Across the entries below, count the lines in which the word "Display" occurs. Reply with the count alone.

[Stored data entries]
•••••
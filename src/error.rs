//! Error types for Gate Analytics

use thiserror::Error;

/// Errors that can occur while loading, analyzing, or writing gate data
#[derive(Debug, Error)]
pub enum AnalyticsError {
    #[error("input data is empty")]
    EmptyInput,

    #[error("k exceeds dataset size (k={k}, n={n})")]
    ClusterCountExceedsData { k: usize, n: usize },

    #[error("Invalid cluster count: {0}")]
    InvalidClusterCount(usize),

    #[error("Invalid configuration: {0}")]
    InvalidConfig(String),

    #[error("I/O error: {0}")]
    Io(#[from] std::io::Error),

    #[error("CSV error: {0}")]
    Csv(#[from] csv::Error),

    #[error("Invalid JSON: {0}")]
    Json(#[from] serde_json::Error),
}

impl AnalyticsError {
    /// Whether this error is a clustering precondition failure
    pub fn is_precondition(&self) -> bool {
        matches!(
            self,
            AnalyticsError::EmptyInput
                | AnalyticsError::ClusterCountExceedsData { .. }
                | AnalyticsError::InvalidClusterCount(_)
        )
    }
}
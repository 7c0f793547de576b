//! Session reconstruction
//!
//! Rebuilds presence intervals from IN/OUT events and reports each user's
//! longest continuous session.
//!
//! Pipeline per user:
//! 1. Pairing - IN opens a candidate, OUT closes the most recent open candidate
//! 2. Merging - completed candidates separated by at most the gap tolerance
//!    are joined into one session
//! 3. Measuring - the longest merged session in hours

use crate::types::{Session, SessionEvent, SessionKind, UserLongestSession};
use chrono::{DateTime, Duration, Utc};
use std::collections::HashMap;

/// Default idle time allowed between two sessions for them to count as one
pub const DEFAULT_GAP_TOLERANCE_MINUTES: i64 = 120;

/// Reconstructor for per-user work sessions
#[derive(Debug, Clone, Copy)]
pub struct SessionReconstructor {
    gap_tolerance: Duration,
}

impl Default for SessionReconstructor {
    fn default() -> Self {
        Self::new(Duration::minutes(DEFAULT_GAP_TOLERANCE_MINUTES))
    }
}

impl SessionReconstructor {
    /// Create a reconstructor with a specific gap tolerance
    pub fn new(gap_tolerance: Duration) -> Self {
        Self { gap_tolerance }
    }

    pub fn gap_tolerance(&self) -> Duration {
        self.gap_tolerance
    }

    /// Longest merged session per user, sorted by length descending
    ///
    /// Every user present in the input is reported, with 0.0 when no session
    /// was ever closed. Equal lengths keep first-appearance order.
    pub fn longest_sessions(&self, events: &[SessionEvent]) -> Vec<UserLongestSession> {
        let mut longest: Vec<UserLongestSession> = group_by_user(events)
            .into_iter()
            .map(|(user_id, user_events)| {
                let candidates = pair_events(&user_events);
                let merged = self.merge(&candidates);
                let session_length_hours = merged
                    .iter()
                    .map(Session::duration_hours)
                    .fold(0.0, f64::max);

                UserLongestSession {
                    user_id,
                    session_length_hours,
                }
            })
            .collect();

        longest.sort_by(|a, b| b.session_length_hours.total_cmp(&a.session_length_hours));
        longest
    }

    /// Merge completed sessions whose gap is within the tolerance
    ///
    /// Open candidates are skipped. A merged session spans the earliest start
    /// and latest end of its candidates, so the returned sessions are all
    /// closed and never overlap.
    pub fn merge(&self, candidates: &[Session]) -> Vec<Session> {
        let mut merged = Vec::new();
        let mut current: Option<(DateTime<Utc>, DateTime<Utc>)> = None;

        for candidate in candidates {
            let Some(end) = candidate.end else {
                continue;
            };

            current = match current {
                Some((start, current_end)) if candidate.start - current_end <= self.gap_tolerance => {
                    Some((start.min(candidate.start), current_end.max(end)))
                }
                Some((start, current_end)) => {
                    merged.push(Session {
                        start,
                        end: Some(current_end),
                    });
                    Some((candidate.start, end))
                }
                None => Some((candidate.start, end)),
            };
        }

        if let Some((start, end)) = current {
            merged.push(Session {
                start,
                end: Some(end),
            });
        }

        merged
    }
}

/// Longest session per user with the default 2 hour tolerance
pub fn calculate_longest_sessions(events: &[SessionEvent]) -> Vec<UserLongestSession> {
    SessionReconstructor::default().longest_sessions(events)
}

/// Group events by user, keeping first-appearance order of users and arrival
/// order of events
fn group_by_user(events: &[SessionEvent]) -> Vec<(String, Vec<&SessionEvent>)> {
    let mut index: HashMap<&str, usize> = HashMap::new();
    let mut groups: Vec<(String, Vec<&SessionEvent>)> = Vec::new();

    for event in events {
        let slot = *index.entry(event.user_id.as_str()).or_insert_with(|| {
            groups.push((event.user_id.clone(), Vec::new()));
            groups.len() - 1
        });
        groups[slot].1.push(event);
    }

    groups
}

/// Pair IN/OUT events into candidate sessions, in opening order
///
/// An OUT closes the most recently opened candidate that is still open. An
/// OUT with nothing open is ignored.
pub fn pair_events(events: &[&SessionEvent]) -> Vec<Session> {
    let mut candidates: Vec<Session> = Vec::new();
    let mut open: Vec<usize> = Vec::new();

    for event in events {
        match event.kind {
            SessionKind::In => {
                open.push(candidates.len());
                candidates.push(Session::open(event.timestamp));
            }
            SessionKind::Out => {
                if let Some(slot) = open.pop() {
                    candidates[slot].end = Some(event.timestamp);
                }
            }
        }
    }

    candidates
}
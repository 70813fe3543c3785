/* This Source Code Form is subject to the terms of the Mozilla Public
 * License, v. 2.0. If a copy of the MPL was not distributed with this
 * file, You can obtain one at https://mozilla.org/MPL/2.0/. */

//! Local graph mirror.
//!
//! Core structures:
//! - `Graph`: the client's copy of the authoritative graph, backed by
//!   `petgraph::StableGraph` with id indices for both nodes and edges
//! - `Node`: a positioned entity with an immutable kind and entity reference
//! - `Edge`: a typed, directed relation between two existing nodes
//!
//! Boundary: mutation methods are `pub(crate)` and only called from
//! `sync::apply_event`. Gestures never reach them directly.

use std::collections::{BTreeSet, HashMap};
use std::fmt;

use euclid::default::Point2D;
use petgraph::stable_graph::{EdgeIndex, NodeIndex, StableGraph};
use petgraph::visit::EdgeRef;
use petgraph::{Directed, Direction};
use serde::{Deserialize, Serialize};

/// Stable node handle (petgraph NodeIndex, survives other deletions)
pub type NodeKey = NodeIndex;

/// Stable edge handle (petgraph EdgeIndex)
pub type EdgeKey = EdgeIndex;

/// Opaque node identity assigned by the remote authority.
#[derive(Debug, Clone, PartialEq, Eq, Hash, PartialOrd, Ord, Serialize, Deserialize)]
#[serde(transparent)]
pub struct NodeId(String);

impl NodeId {
    pub fn new(id: impl Into<String>) -> Self {
        Self(id.into())
    }

    pub fn as_str(&self) -> &str {
        &self.0
    }
}

impl fmt::Display for NodeId {
    fn fmt(&self, f: &mut fmt::Formatter<'_>) -> fmt::Result {
        f.write_str(&self.0)
    }
}

impl From<&str> for NodeId {
    fn from(id: &str) -> Self {
        Self::new(id)
    }
}

/// Opaque edge identity assigned by the remote authority.
#[derive(Debug, Clone, PartialEq, Eq, Hash, PartialOrd, Ord, Serialize, Deserialize)]
#[serde(transparent)]
pub struct EdgeId(String);

impl EdgeId {
    pub fn new(id: impl Into<String>) -> Self {
        Self(id.into())
    }

    pub fn as_str(&self) -> &str {
        &self.0
    }
}

impl fmt::Display for EdgeId {
    fn fmt(&self, f: &mut fmt::Formatter<'_>) -> fmt::Result {
        f.write_str(&self.0)
    }
}

impl From<&str> for EdgeId {
    fn from(id: &str) -> Self {
        Self::new(id)
    }
}

/// Reference to the media or content item a node stands for.
///
/// The authority sends numeric media ids for palette entities and string keys
/// for knowledge-graph entries; both are kept verbatim.
#[derive(Debug, Clone, PartialEq, Eq, Hash, Serialize, Deserialize)]
#[serde(untagged)]
pub enum EntityRef {
    Id(u64),
    Key(String),
}

impl EntityRef {
    /// Parse a drag-transfer string. Numeric text becomes `Id`, anything else
    /// non-empty becomes `Key`.
    pub fn parse(raw: &str) -> Option<Self> {
        let trimmed = raw.trim();
        if trimmed.is_empty() {
            return None;
        }
        Some(match trimmed.parse::<u64>() {
            Ok(id) => EntityRef::Id(id),
            Err(_) => EntityRef::Key(trimmed.to_string()),
        })
    }
}

impl fmt::Display for EntityRef {
    fn fmt(&self, f: &mut fmt::Formatter<'_>) -> fmt::Result {
        match self {
            EntityRef::Id(id) => write!(f, "{id}"),
            EntityRef::Key(key) => f.write_str(key),
        }
    }
}

/// Node classification. Immutable once the node exists.
#[derive(Debug, Clone, Copy, PartialEq, Eq, Hash, PartialOrd, Ord, Default, Serialize, Deserialize)]
#[serde(rename_all = "snake_case")]
pub enum NodeKind {
    Concept,
    Adr,
    Pattern,
    #[default]
    Generic,
}

impl NodeKind {
    pub fn as_str(self) -> &'static str {
        match self {
            NodeKind::Concept => "concept",
            NodeKind::Adr => "adr",
            NodeKind::Pattern => "pattern",
            NodeKind::Generic => "generic",
        }
    }
}

/// Edge classification.
#[derive(Debug, Clone, Copy, PartialEq, Eq, Hash, PartialOrd, Ord, Default, Serialize, Deserialize)]
#[serde(rename_all = "snake_case")]
pub enum EdgeKind {
    HasMany,
    BelongsTo,
    Constrains,
    AppliesTo,
    #[default]
    Generic,
}

impl EdgeKind {
    pub fn as_str(self) -> &'static str {
        match self {
            EdgeKind::HasMany => "has_many",
            EdgeKind::BelongsTo => "belongs_to",
            EdgeKind::Constrains => "constrains",
            EdgeKind::AppliesTo => "applies_to",
            EdgeKind::Generic => "generic",
        }
    }

    /// Domain-model structure (`has_many`, `belongs_to`) as opposed to
    /// cross-cutting relations.
    pub fn is_structural(self) -> bool {
        matches!(self, EdgeKind::HasMany | EdgeKind::BelongsTo)
    }
}

/// A node as known to this client.
#[derive(Debug, Clone, PartialEq)]
pub struct Node {
    /// Stable node identity.
    pub id: NodeId,

    /// Underlying media/content item
    pub entity_ref: Option<EntityRef>,

    pub kind: NodeKind,

    /// Display label (knowledge-graph nodes)
    pub label: Option<String>,

    /// Origin content reference, e.g. the image a palette entity was dragged from
    pub origin_ref: Option<String>,

    /// Position in graph space
    pub position: Point2D<f32>,
}

impl Node {
    pub fn new(id: impl Into<String>, kind: NodeKind, position: Point2D<f32>) -> Self {
        Self {
            id: NodeId::new(id),
            entity_ref: None,
            kind,
            label: None,
            origin_ref: None,
            position,
        }
    }
}

/// A directed edge as known to this client.
#[derive(Debug, Clone, PartialEq, Eq)]
pub struct Edge {
    pub id: EdgeId,
    pub source: NodeId,
    pub target: NodeId,
    pub kind: EdgeKind,
}

impl Edge {
    pub fn new(id: impl Into<String>, source: &str, target: &str, kind: EdgeKind) -> Self {
        Self {
            id: EdgeId::new(id),
            source: NodeId::new(source),
            target: NodeId::new(target),
            kind,
        }
    }
}

/// Outcome of an edge insertion attempt.
#[derive(Debug, Clone, PartialEq, Eq)]
pub(crate) enum EdgeInsert {
    Inserted,
    /// Id already present; the mirror is unchanged.
    Duplicate,
    /// One or both endpoints are not in the mirror; the mirror is unchanged.
    MissingEndpoints(Vec<NodeId>),
}

/// Everything a single `remove_nodes` call took out of the mirror.
#[derive(Debug, Clone, Default, PartialEq, Eq)]
pub(crate) struct NodeRemoval {
    pub(crate) nodes: Vec<NodeId>,
    pub(crate) edges: Vec<EdgeId>,
}

/// Main mirror structure backed by petgraph::StableGraph
#[derive(Debug, Clone, Default)]
pub struct Graph {
    inner: StableGraph<Node, Edge, Directed>,

    /// Stable id to node mapping.
    node_index: HashMap<NodeId, NodeKey>,

    /// Stable id to edge mapping.
    edge_index: HashMap<EdgeId, EdgeKey>,
}

impl Graph {
    /// Create a new empty graph
    pub fn new() -> Self {
        Self::default()
    }

    /// Insert a node. Returns `false` when the id is already present.
    pub(crate) fn insert_node(&mut self, node: Node) -> bool {
        if self.node_index.contains_key(&node.id) {
            return false;
        }
        let id = node.id.clone();
        let key = self.inner.add_node(node);
        self.node_index.insert(id, key);
        true
    }

    /// Insert an edge whose endpoints must both already exist.
    pub(crate) fn insert_edge(&mut self, edge: Edge) -> EdgeInsert {
        if self.edge_index.contains_key(&edge.id) {
            return EdgeInsert::Duplicate;
        }
        let source = self.node_index.get(&edge.source).copied();
        let target = self.node_index.get(&edge.target).copied();
        let (Some(from), Some(to)) = (source, target) else {
            let mut missing = Vec::new();
            if source.is_none() {
                missing.push(edge.source.clone());
            }
            if target.is_none() && edge.target != edge.source {
                missing.push(edge.target.clone());
            }
            return EdgeInsert::MissingEndpoints(missing);
        };
        let id = edge.id.clone();
        let key = self.inner.add_edge(from, to, edge);
        self.edge_index.insert(id, key);
        EdgeInsert::Inserted
    }

    /// Update a node position. Returns `false` for unknown ids and when the
    /// node is already there.
    pub(crate) fn set_node_position(&mut self, id: &NodeId, position: Point2D<f32>) -> bool {
        let Some(key) = self.node_index.get(id).copied() else {
            return false;
        };
        match self.inner.node_weight_mut(key) {
            Some(node) if node.position != position => {
                node.position = position;
                true
            },
            _ => false,
        }
    }

    /// Remove nodes and every edge incident to any of them in one step.
    ///
    /// Incident edges are collected before anything is removed, so the edge
    /// index never points at an edge petgraph already dropped.
    pub(crate) fn remove_nodes(&mut self, ids: &[NodeId]) -> NodeRemoval {
        let keys: Vec<(NodeId, NodeKey)> = ids
            .iter()
            .collect::<BTreeSet<_>>()
            .into_iter()
            .filter_map(|id| self.node_index.get(id).map(|key| (id.clone(), *key)))
            .collect();

        let edge_ids: BTreeSet<EdgeId> = keys
            .iter()
            .flat_map(|(id, _)| self.incident_edges(id))
            .collect();

        for edge_id in &edge_ids {
            if let Some(key) = self.edge_index.remove(edge_id) {
                self.inner.remove_edge(key);
            }
        }
        let mut removal = NodeRemoval {
            nodes: Vec::with_capacity(keys.len()),
            edges: edge_ids.into_iter().collect(),
        };
        for (id, key) in keys {
            self.node_index.remove(&id);
            self.inner.remove_node(key);
            removal.nodes.push(id);
        }
        removal
    }

    /// Remove edges by id. Unknown ids are skipped; returns the ids removed.
    pub(crate) fn remove_edges(&mut self, ids: &[EdgeId]) -> Vec<EdgeId> {
        let mut removed = Vec::new();
        for id in ids {
            if let Some(key) = self.edge_index.remove(id) {
                self.inner.remove_edge(key);
                removed.push(id.clone());
            }
        }
        removed
    }

    pub(crate) fn clear(&mut self) {
        self.inner.clear();
        self.node_index.clear();
        self.edge_index.clear();
    }

    pub fn node(&self, id: &NodeId) -> Option<&Node> {
        self.node_index
            .get(id)
            .and_then(|key| self.inner.node_weight(*key))
    }

    pub fn edge(&self, id: &EdgeId) -> Option<&Edge> {
        self.edge_index
            .get(id)
            .and_then(|key| self.inner.edge_weight(*key))
    }

    pub fn contains_node(&self, id: &NodeId) -> bool {
        self.node_index.contains_key(id)
    }

    pub fn contains_edge(&self, id: &EdgeId) -> bool {
        self.edge_index.contains_key(id)
    }

    /// Iterate over all nodes (unordered)
    pub fn nodes(&self) -> impl Iterator<Item = &Node> {
        self.inner.node_weights()
    }

    /// Iterate over all edges (unordered)
    pub fn edges(&self) -> impl Iterator<Item = &Edge> {
        self.inner.edge_weights()
    }

    /// Ids of edges touching `id`, in id order.
    pub fn incident_edges(&self, id: &NodeId) -> Vec<EdgeId> {
        let Some(key) = self.node_index.get(id).copied() else {
            return Vec::new();
        };
        let mut ids = BTreeSet::new();
        for direction in [Direction::Outgoing, Direction::Incoming] {
            for edge in self.inner.edges_directed(key, direction) {
                ids.insert(edge.weight().id.clone());
            }
        }
        ids.into_iter().collect()
    }

    pub fn node_count(&self) -> usize {
        self.inner.node_count()
    }

    pub fn edge_count(&self) -> usize {
        self.inner.edge_count()
    }

    pub fn is_empty(&self) -> bool {
        self.inner.node_count() == 0
    }

    /// True when every edge's endpoints resolve to nodes in this mirror.
    pub fn endpoints_consistent(&self) -> bool {
        self.edges()
            .all(|edge| self.contains_node(&edge.source) && self.contains_node(&edge.target))
            && self.node_index.len() == self.inner.node_count()
            && self.edge_index.len() == self.inner.edge_count()
    }
}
•••••
◆ Exercise answer: 4